(AVAILABLE RECORDS begins)

use tracing::debug;

use crate::config::CorrelationConfig;
use crate::cycle_math::{mean, round1};
use crate::models::{CorrelationResult, Metric, SupplementRecord, SymptomLog};

/// Compare each metric before and after every supplement's start date.
///
/// Pairs without enough samples on both sides, or whose change is below the
/// noise threshold, are left out rather than reported as zero. Results are
/// ordered by the size of the change, largest first.
pub fn compute_correlations(
    logs: &[SymptomLog],
    supplements: &[SupplementRecord],
    config: &CorrelationConfig,
) -> Vec<CorrelationResult> {
    let mut results = Vec::new();

    for supplement in supplements {
        let before: Vec<&SymptomLog> = logs
            .iter()
            .filter(|log| {
                let days = (supplement.start_date - log.log_date).num_days();
                days > 0 && days <= config.before_window_days
            })
            .collect();
        let after: Vec<&SymptomLog> = logs
            .iter()
            .filter(|log| {
                let days = (log.log_date - supplement.start_date).num_days();
                days >= config.after_window_min_days && days <= config.after_window_max_days
            })
            .collect();

        if before.len() < config.min_samples || after.len() < config.min_samples {
            debug!(
                supplement = %supplement.name,
                before = before.len(),
                after = after.len(),
                "not enough logs around supplement start"
            );
            continue;
        }

        for metric in Metric::ALL {
            if let Some(result) = compare_metric(supplement, metric, &before, &after, config) {
                results.push(result);
            }
        }
    }

    // Stable sort: ties keep supplement then metric order.
    results.sort_by_key(|r| std::cmp::Reverse(r.change_percent.abs()));
    results
}

fn compare_metric(
    supplement: &SupplementRecord,
    metric: Metric,
    before: &[&SymptomLog],
    after: &[&SymptomLog],
    config: &CorrelationConfig,
) -> Option<CorrelationResult> {
    let before_values: Vec<f64> = before
        .iter()
        .filter_map(|log| log.metric(metric))
        .map(f64::from)
        .collect();
    let after_values: Vec<f64> = after
        .iter()
        .filter_map(|log| log.metric(metric))
        .map(f64::from)
        .collect();

    if before_values.len() < config.min_samples || after_values.len() < config.min_samples {
        debug!(
            supplement = %supplement.name,
            %metric,
            "metric too sparse to compare"
        );
        return None;
    }

    let before_avg = mean(&before_values);
    let after_avg = mean(&after_values);
    let change = after_avg - before_avg;
    let change_percent = if before_avg == 0.0 {
        0.0
    } else {
        change / before_avg * 100.0
    };

    if change_percent.abs() < config.min_change_percent {
        return None;
    }

    Some(CorrelationResult {
        supplement_name: supplement.name.clone(),
        metric,
        before_avg: round1(before_avg),
        after_avg: round1(after_avg),
        change: round1(change),
        change_percent: change_percent.round() as i64,
        is_positive: change > 0.0,
        data_points: before_values.len() + after_values.len(),
    })
}

#[cfg(test)]
mod tests {
    use super::*;
    use chrono::{Duration, NaiveDate};

    fn date(s: &str) -> NaiveDate {
        NaiveDate::parse_from_str(s, "%Y-%m-%d").unwrap()
    }

    /// One log per offset (days relative to `start`), each with the given metric value.
    fn logs_at(start: NaiveDate, offsets: &[i64], metric: Metric, values: &[u8]) -> Vec<SymptomLog> {
        offsets
            .iter()
            .zip(values)
            .map(|(offset, value)| {
                SymptomLog::new(start + Duration::days(*offset)).with(metric, *value)
            })
            .collect()
    }

    fn magnesium() -> SupplementRecord {
        SupplementRecord::new("Magnesium", date("2024-03-01"))
    }

    #[test]
    fn small_change_is_filtered_out() {
        let supp = magnesium();
        // 7.0 -> 7.2, about 2.9 %
        let mut logs = logs_at(supp.start_date, &[-3, -2, -1], Metric::Sleep, &[7, 7, 7]);
        logs.extend(logs_at(
            supp.start_date,
            &[7, 8, 9, 10, 11],
            Metric::Sleep,
            &[7, 7, 7, 8, 7],
        ));
        let results = compute_correlations(&logs, &[supp], &CorrelationConfig::default());
        assert!(results.is_empty());
    }

    #[test]
    fn meaningful_change_is_reported() {
        let supp = magnesium();
        // 7.0 -> 7.5, about 7.1 %
        let mut logs = logs_at(supp.start_date, &[-3, -2, -1], Metric::Sleep, &[7, 7, 7]);
        logs.extend(logs_at(
            supp.start_date,
            &[7, 8, 9, 10],
            Metric::Sleep,
            &[7, 8, 7, 8],
        ));
        let results = compute_correlations(&logs, &[supp], &CorrelationConfig::default());

        assert_eq!(results.len(), 1);
        let r = &results[0];
        assert_eq!(r.supplement_name, "Magnesium");
        assert_eq!(r.metric, Metric::Sleep);
        assert_eq!(r.before_avg, 7.0);
        assert_eq!(r.after_avg, 7.5);
        assert_eq!(r.change, 0.5);
        assert_eq!(r.change_percent, 7);
        assert!(r.is_positive);
        assert_eq!(r.data_points, 7);
    }

    #[test]
    fn sparse_before_window_skips_supplement() {
        let supp = magnesium();
        let mut logs = logs_at(supp.start_date, &[-2, -1], Metric::Energy, &[3, 3]);
        logs.extend(logs_at(
            supp.start_date,
            &[7, 8, 9, 10, 11, 12, 13, 14, 15, 16],
            Metric::Energy,
            &[9; 10],
        ));
        assert!(compute_correlations(&logs, &[supp], &CorrelationConfig::default()).is_empty());
    }

    #[test]
    fn window_boundaries() {
        let supp = magnesium();
        // Start day itself, day -15, day +6 and day +31 are all outside the windows.
        let mut logs = logs_at(
            supp.start_date,
            &[-15, 0, 6, 31],
            Metric::Mood,
            &[1, 1, 1, 1],
        );
        logs.extend(logs_at(supp.start_date, &[-14, -7, -1], Metric::Mood, &[4, 4, 4]));
        logs.extend(logs_at(supp.start_date, &[7, 20, 30], Metric::Mood, &[6, 6, 6]));

        let results = compute_correlations(&logs, &[supp], &CorrelationConfig::default());
        assert_eq!(results.len(), 1);
        assert_eq!(results[0].before_avg, 4.0);
        assert_eq!(results[0].after_avg, 6.0);
        assert_eq!(results[0].change_percent, 50);
    }

    #[test]
    fn sparse_metric_is_skipped_but_others_kept() {
        let supp = magnesium();
        let mut logs = logs_at(supp.start_date, &[-3, -2, -1], Metric::Energy, &[5, 5, 5]);
        logs.extend(logs_at(supp.start_date, &[7, 8, 9], Metric::Energy, &[4, 4, 4]));
        logs[0].libido = Some(2);
        logs[3].libido = Some(9);

        let results = compute_correlations(&logs, &[supp], &CorrelationConfig::default());
        assert_eq!(results.len(), 1);
        assert_eq!(results[0].metric, Metric::Energy);
        assert_eq!(results[0].change_percent, -20);
        assert!(!results[0].is_positive);
    }

    #[test]
    fn results_sorted_by_magnitude_with_stable_ties() {
        let start = date("2024-03-01");
        let a = SupplementRecord::new("A", start);
        let b = SupplementRecord::new("B", start);

        let mut logs = Vec::new();
        for offset in [-3, -2, -1] {
            logs.push(
                SymptomLog::new(start + Duration::days(offset))
                    .with(Metric::Energy, 5)
                    .with(Metric::Mood, 4)
                    .with(Metric::Sleep, 5),
            );
        }
        for offset in [7, 8, 9] {
            logs.push(
                SymptomLog::new(start + Duration::days(offset))
                    .with(Metric::Energy, 6)
                    .with(Metric::Mood, 6)
                    .with(Metric::Sleep, 4),
            );
        }

        let results = compute_correlations(&logs, &[a, b], &CorrelationConfig::default());
        let order: Vec<(&str, Metric, i64)> = results
            .iter()
            .map(|r| (r.supplement_name.as_str(), r.metric, r.change_percent))
            .collect();
        assert_eq!(
            order,
            vec![
                ("A", Metric::Mood, 50),
                ("B", Metric::Mood, 50),
                ("A", Metric::Energy, 20),
                ("A", Metric::Sleep, -20),
                ("B", Metric::Energy, 20),
                ("B", Metric::Sleep, -20),
            ]
        );
    }

    #[test]
    fn no_supplements_no_results() {
        let logs = vec![SymptomLog::new(date("2024-03-01")).with(Metric::Energy, 5)];
        assert!(compute_correlations(&logs, &[], &CorrelationConfig::default()).is_empty());
    }
}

(AVAILABLE RECORDS ends)

▶ TASK TO COMPLETE: Would you please copy exactly the part of the entries above that begins at the line containing "let before: Vec<&SymptomLog> = logs" and ends at the line containing "days >= config.after_window_min_days", both lines included?

▶ OUTPUT OF THE TASK:
        let before: Vec<&SymptomLog> = logs
            .iter()
            .filter(|log| {
                let days = (supplement.start_date - log.log_date).num_days();
                days > 0 && days <= config.before_window_days
            })
            .collect();
        let after: Vec<&SymptomLog> = logs
            .iter()
            .filter(|log| {
                let days = (log.log_date - supplement.start_date).num_days();
                days >= config.after_window_min_days && days <= config.after_window_max_days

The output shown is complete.